Exercise material:
__________________________________________________

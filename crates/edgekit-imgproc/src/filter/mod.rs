//! Filter operations
//!
//! Zero-padded 3x3 neighborhood filters: a weighted median for denoising and
//! an integer convolution used by the edge kernels.

/// Filter kernels
pub mod kernels;

/// Convolution and correlation
mod convolution;
pub use convolution::*;

/// Median (rank) filter
mod median;
pub use median::*;
use edgekit_image::{Image, ImageError};

use super::{
    convolution::check_accumulator_range,
    kernels::{Kernel3, ONES},
};
use crate::{padding::pad, parallel, window::window_at};

/// Apply a 3x3 weighted median filter with zero padding.
///
/// For each pixel the zero-padded 3x3 neighborhood is multiplied element-wise by
/// `weights`, the nine products are sorted ascending and the one at index 4 is kept.
/// Border pixels see the padding zeros as regular neighbours.
///
/// # Arguments
///
/// * `src` - The source image with shape (H, W).
/// * `weights` - Per-tap weights applied before ranking.
///
/// # Errors
///
/// Returns [`ImageError::EmptyImage`] if the image has zero rows or columns, and
/// [`ImageError::AccumulatorOverflow`] if a weighted sample may not fit in `i32`.
pub fn median_filter(src: &Image<i32>, weights: &Kernel3) -> Result<Image<i32>, ImageError> {
    let padded = pad(src)?;
    check_accumulator_range(src, weights.max_abs())?;
    let padded_cols = padded.cols();
    let padded_data = padded.as_slice();
    let weights = weights.rows();

    let mut dst = Image::from_size_val(src.size(), 0i32)?;
    parallel::par_fill_indexed(&mut dst, |r, c| {
        let window = window_at(padded_data, padded_cols, r, c);

        let mut values = [0i32; 9];
        for (a, (w_row, k_row)) in window.iter().zip(weights.iter()).enumerate() {
            for (b, (&w, &k)) in w_row.iter().zip(k_row.iter()).enumerate() {
                values[a * 3 + b] = w * k;
            }
        }

        values.sort_unstable();
        values[4]
    });

    Ok(dst)
}

/// Remove salt-and-pepper noise with a plain 3x3 median filter.
///
/// Equivalent to [`median_filter`] with all-ones weights.
///
/// # Example
///
/// ```rust
/// use edgekit_image::Image;
/// use edgekit_imgproc::filter::median_denoise;
///
/// let src = Image::<i32>::new([3, 3].into(), vec![1, 1, 1, 1, 9, 1, 1, 1, 1]).unwrap();
/// let denoised = median_denoise(&src).unwrap();
///
/// assert_eq!(denoised.get([1, 1]), Some(&1));
/// ```
pub fn median_denoise(src: &Image<i32>) -> Result<Image<i32>, ImageError> {
    log::debug!("median_denoise {}", src.size());
    median_filter(src, &ONES)
}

__________________________________________________

Problem description:
Look through the entries and work out how many lines have the word "enumerate" in them; reply with that number only.

The answer:
2